Your objective:
Please reproduce the following records exactly, with nothing omitted.

Data supplied:
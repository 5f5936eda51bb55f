use std::collections::BTreeMap;
use std::fmt;

use serde::{Deserialize, Serialize};

/// Stable identifier of a generated entity: `{type}_{subtype}_{ordinal}`.
#[derive(Debug, Clone, PartialEq, Eq, PartialOrd, Ord, Hash, Serialize, Deserialize)]
#[serde(transparent)]
pub struct EntityId(String);

impl EntityId {
    pub fn new(id: impl Into<String>) -> Self {
        Self(id.into())
    }

    pub fn as_str(&self) -> &str {
        &self.0
    }
}

impl fmt::Display for EntityId {
    fn fmt(&self, f: &mut fmt::Formatter<'_>) -> fmt::Result {
        f.write_str(&self.0)
    }
}

impl From<&str> for EntityId {
    fn from(s: &str) -> Self {
        Self(s.to_string())
    }
}

/// Deterministic ID allocator keyed by `(type, subtype)`.
/// Each prefix counts its own ordinals from zero, so IDs depend only on the
/// order entities of that prefix are created, never on randomness.
#[derive(Debug, Default, Clone)]
pub struct IdGenerator {
    next: BTreeMap<String, u32>,
}

impl IdGenerator {
    pub fn new() -> Self {
        Self::default()
    }

    pub fn next_id(&mut self, entity_type: &str, subtype: &str) -> EntityId {
        let prefix = format!("{entity_type}_{}", slug(subtype));
        let ordinal = self.next.entry(prefix.clone()).or_insert(0);
        let id = EntityId(format!("{prefix}_{ordinal}"));
        *ordinal += 1;
        id
    }

    /// How many IDs have been handed out under a prefix.
    pub fn issued(&self, entity_type: &str, subtype: &str) -> u32 {
        let prefix = format!("{entity_type}_{}", slug(subtype));
        self.next.get(&prefix).copied().unwrap_or(0)
    }
}

/// Lowercase snake_case form of a free-form label ("Sea Elf" -> "sea_elf").
pub fn slug(label: &str) -> String {
    let mut out = String::with_capacity(label.len());
    let mut pending_sep = false;
    for c in label.chars() {
        if c.is_ascii_alphanumeric() {
            if pending_sep && !out.is_empty() {
                out.push('_');
            }
            pending_sep = false;
            out.push(c.to_ascii_lowercase());
        } else {
            pending_sep = true;
        }
    }
    if out.is_empty() {
        out.push_str("unnamed");
    }
    out
}

#[cfg(test)]
mod tests {
    use super::*;

    #[test]
    fn sequential_ids_per_prefix() {
        let mut ids = IdGenerator::new();
        assert_eq!(ids.next_id("geography", "ocean").as_str(), "geography_ocean_0");
        assert_eq!(ids.next_id("geography", "ocean").as_str(), "geography_ocean_1");
        assert_eq!(ids.next_id("geography", "river").as_str(), "geography_river_0");
        assert_eq!(ids.issued("geography", "ocean"), 2);
        assert_eq!(ids.issued("geography", "desert"), 0);
    }

    #[test]
    fn subtype_is_slugged() {
        let mut ids = IdGenerator::new();
        assert_eq!(
            ids.next_id("mortal_race", "Sea Elf").as_str(),
            "mortal_race_sea_elf_0"
        );
    }

    #[test]
    fn slug_handles_punctuation() {
        assert_eq!(slug("  Half-Orc!  "), "half_orc");
        assert_eq!(slug("***"), "unnamed");
    }
}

Task output:
repository 5f5936eda51bb55f
use std::collections::BTreeMap;
use std::fmt;

use serde::{Deserialize, Serialize};

/// Stable identifier of a generated entity: `{type}_{subtype}_{ordinal}`.
#[derive(Debug, Clone, PartialEq, Eq, PartialOrd, Ord, Hash, Serialize, Deserialize)]
#[serde(transparent)]
pub struct EntityId(String);

impl EntityId {
    pub fn new(id: impl Into<String>) -> Self {
        Self(id.into())
    }

    pub fn as_str(&self) -> &str {
        &self.0
    }
}

impl fmt::Display for EntityId {
    fn fmt(&self, f: &mut fmt::Formatter<'_>) -> fmt::Result {
        f.write_str(&self.0)
    }
}

impl From<&str> for EntityId {
    fn from(s: &str) -> Self {
        Self(s.to_string())
    }
}

/// Deterministic ID allocator keyed by `(type, subtype)`.
/// Each prefix counts its own ordinals from zero, so IDs depend only on the
/// order entities of that prefix are created, never on randomness.
#[derive(Debug, Default, Clone)]
pub struct IdGenerator {
    next: BTreeMap<String, u32>,
}

impl IdGenerator {
    pub fn new() -> Self {
        Self::default()
    }

    pub fn next_id(&mut self, entity_type: &str, subtype: &str) -> EntityId {
        let prefix = format!("{entity_type}_{}", slug(subtype));
        let ordinal = self.next.entry(prefix.clone()).or_insert(0);
        let id = EntityId(format!("{prefix}_{ordinal}"));
        *ordinal += 1;
        id
    }

    /// How many IDs have been handed out under a prefix.
    pub fn issued(&self, entity_type: &str, subtype: &str) -> u32 {
        let prefix = format!("{entity_type}_{}", slug(subtype));
        self.next.get(&prefix).copied().unwrap_or(0)
    }
}

/// Lowercase snake_case form of a free-form label ("Sea Elf" -> "sea_elf").
pub fn slug(label: &str) -> String {
    let mut out = String::with_capacity(label.len());
    let mut pending_sep = false;
    for c in label.chars() {
        if c.is_ascii_alphanumeric() {
            if pending_sep && !out.is_empty() {
                out.push('_');
            }
            pending_sep = false;
            out.push(c.to_ascii_lowercase());
        } else {
            pending_sep = true;
        }
    }
    if out.is_empty() {
        out.push_str("unnamed");
    }
    out
}

#[cfg(test)]
mod tests {
    use super::*;

    #[test]
    fn sequential_ids_per_prefix() {
        let mut ids = IdGenerator::new();
        assert_eq!(ids.next_id("geography", "ocean").as_str(), "geography_ocean_0");
        assert_eq!(ids.next_id("geography", "ocean").as_str(), "geography_ocean_1");
        assert_eq!(ids.next_id("geography", "river").as_str(), "geography_river_0");
        assert_eq!(ids.issued("geography", "ocean"), 2);
        assert_eq!(ids.issued("geography", "desert"), 0);
    }

    #[test]
    fn subtype_is_slugged() {
        let mut ids = IdGenerator::new();
        assert_eq!(
            ids.next_id("mortal_race", "Sea Elf").as_str(),
            "mortal_race_sea_elf_0"
        );
    }

    #[test]
    fn slug_handles_punctuation() {
        assert_eq!(slug("  Half-Orc!  "), "half_orc");
        assert_eq!(slug("***"), "unnamed");
    }
}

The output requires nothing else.